- German theatrical release poster
- Directed by: Thilo Graf Rothkirch; Ute von Münchow-Pohl;
- Written by: Rolf Giesen Sabine Mädel Thilo Rothkirch Ute von Münchow-Pohl
- Based on: Lauras Stern by Klaus Baumgart
- Produced by: Thilo Graf Rothkirch; Maya Gräfin Rothkirch;
- Starring: Annabel Wolf; Sandro Iannotta;
- Cinematography: Ralph Niemeyer
- Edited by: Erik Stappenbeck
- Music by: Henning Lohner
- Production companies: Rothkirch/Cartoon-Film; Warner Bros. Film Productions Germany; MABO Pictures Filmproduktion; Comet Film;
- Distributed by: Warner Bros. Pictures
- Release date: 13 October 2011;
- Running time: 62 minutes
- Country: Germany
- Language: German
- Box office: $3 million

= Laura's Star and the Dream Monsters =

2011 German 3D animated film

Laura's Star and the Dream Monsters (Lauras Stern und die Traummonster) is a 2011 German 3D animated film directed by Thilo Graf Rothkirch and Ute von Münchow-Pohl. It's the third sequel to Laura's Star, based on the book by Klaus Baumgart. It was preceded by Laura's Star and the Mysterious Dragon Nian.
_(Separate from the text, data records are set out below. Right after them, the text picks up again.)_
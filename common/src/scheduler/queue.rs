// Thread-safe min-priority queue of pending jobs

use crate::models::Job;
use chrono::{DateTime, Utc};
use std::cmp::{Ordering, Reverse};
use std::collections::BinaryHeap;
use std::sync::{Mutex, MutexGuard, PoisonError};

/// Heap entry: orders by fire time, then by insertion sequence
struct QueuedJob {
    job: Job,
    seq: u64,
}

impl QueuedJob {
    fn key(&self) -> (DateTime<Utc>, u64) {
        (self.job.next_fire_at(), self.seq)
    }
}

impl PartialEq for QueuedJob {
    fn eq(&self, other: &Self) -> bool {
        self.key() == other.key()
    }
}

impl Eq for QueuedJob {}

impl PartialOrd for QueuedJob {
    fn partial_cmp(&self, other: &Self) -> Option<Ordering> {
        Some(self.cmp(other))
    }
}

impl Ord for QueuedJob {
    fn cmp(&self, other: &Self) -> Ordering {
        // Min-heap: earliest first, FIFO among equal deadlines
        Reverse(self.key()).cmp(&Reverse(other.key()))
    }
}

#[derive(Default)]
struct QueueState {
    heap: BinaryHeap<QueuedJob>,
    next_seq: u64,
}

/// Pending jobs ordered by `next_fire_at` ascending.
///
/// Every operation takes one short mutex; no user code runs under the lock.
#[derive(Default)]
pub struct JobQueue {
    state: Mutex<QueueState>,
}

impl JobQueue {
    pub fn new() -> Self {
        Self::default()
    }

    fn lock(&self) -> MutexGuard<'_, QueueState> {
        // The heap stays consistent even if a holder panicked mid-call
        self.state.lock().unwrap_or_else(PoisonError::into_inner)
    }

    pub fn insert(&self, job: Job) {
        let mut state = self.lock();
        let seq = state.next_seq;
        state.next_seq += 1;
        state.heap.push(QueuedJob { job, seq });
    }

    /// Clone of the earliest job, left in place
    pub fn peek_min(&self) -> Option<Job> {
        self.lock().heap.peek().map(|entry| entry.job.clone())
    }

    /// Fire time of the earliest job
    pub fn peek_deadline(&self) -> Option<DateTime<Utc>> {
        self.lock().heap.peek().map(|entry| entry.job.next_fire_at())
    }

    pub fn remove_min(&self) -> Option<Job> {
        self.lock().heap.pop().map(|entry| entry.job)
    }

    /// Remove the earliest job only if it is due at `now`
    pub fn remove_due(&self, now: DateTime<Utc>) -> Option<Job> {
        let mut state = self.lock();
        match state.heap.peek() {
            Some(entry) if entry.job.is_due(now) => state.heap.pop().map(|entry| entry.job),
            _ => None,
        }
    }

    pub fn len(&self) -> usize {
        self.lock().heap.len()
    }

    pub fn is_empty(&self) -> bool {
        self.lock().heap.is_empty()
    }
}
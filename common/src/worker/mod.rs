// Worker module executing dispatched job bodies

pub mod pool;

pub use pool::{PoolStats, WorkerPool};

use crate::models::Action;

/// Hands job bodies to whatever executes them.
///
/// `submit` must return without waiting for the action to run; the trigger
/// thread calls it between deadline waits.
pub trait JobDispatcher: Send + Sync {
    fn submit(&self, action: Action);
}
// archetype.rs - Entity signatures
//
// A signature is the set of component types an entity currently holds.
// Component ids are kept sorted so membership checks are binary searches and
// two entities with the same composition compare equal.

use crate::ecs::ComponentId;

/// The set of component types attached to one entity.
#[derive(Clone, Debug, Default, PartialEq, Eq, Hash)]
pub struct Signature {
    components: Vec<ComponentId>,
}

impl Signature {
    pub fn new() -> Self {
        Self::default()
    }

    /// Build a signature from a list of component ids.
    ///
    /// The input will be sorted and deduplicated.
    pub fn from_components(mut comps: Vec<ComponentId>) -> Self {
        comps.sort_unstable();
        comps.dedup();
        Self { components: comps }
    }

    /// Check if this signature contains a specific component.
    #[inline]
    pub fn contains(&self, id: ComponentId) -> bool {
        self.components.binary_search(&id).is_ok()
    }

    pub fn contains_all(&self, ids: &[ComponentId]) -> bool {
        ids.iter().all(|&id| self.contains(id))
    }

    pub fn contains_any(&self, ids: &[ComponentId]) -> bool {
        ids.iter().any(|&id| self.contains(id))
    }

    /// Add a component id. Returns false if it was already present.
    pub fn insert(&mut self, id: ComponentId) -> bool {
        match self.components.binary_search(&id) {
            Ok(_) => false,
            Err(pos) => {
                self.components.insert(pos, id);
                true
            }
        }
    }

    /// Remove a component id. Returns false if it was absent.
    pub fn remove(&mut self, id: ComponentId) -> bool {
        match self.components.binary_search(&id) {
            Ok(pos) => {
                self.components.remove(pos);
                true
            }
            Err(_) => false,
        }
    }

    pub fn components(&self) -> &[ComponentId] {
        &self.components
    }

    pub fn len(&self) -> usize {
        self.components.len()
    }

    pub fn is_empty(&self) -> bool {
        self.components.is_empty()
    }
}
The film was released in Germany on 13 October 2011 by Warner Bros. Pictures and it was their final film to be released under their Family Entertainment label. The film received positive reviews and grossed over $3 million at the box office.

==Voice cast==
- Annabel Wolf as Laura
- Sandro Iannotta as Tommy
- Emma Grimm as Sophie
- Luca Kämmer as Ben
- Désirée Nick as Tentakel
- Martin Schneider as Beule
- Markus Maria Profitlich as Fresso
- Bernhard Hoëcker as Stielauge
- Oliver Kalkofe as Chefmonster
- Brit Gülland as Mama
- Heinrich Schafmeister as Papa

== Release ==
The film was released on DVD and Blu-ray by Warner Home Video on 30 March 2012.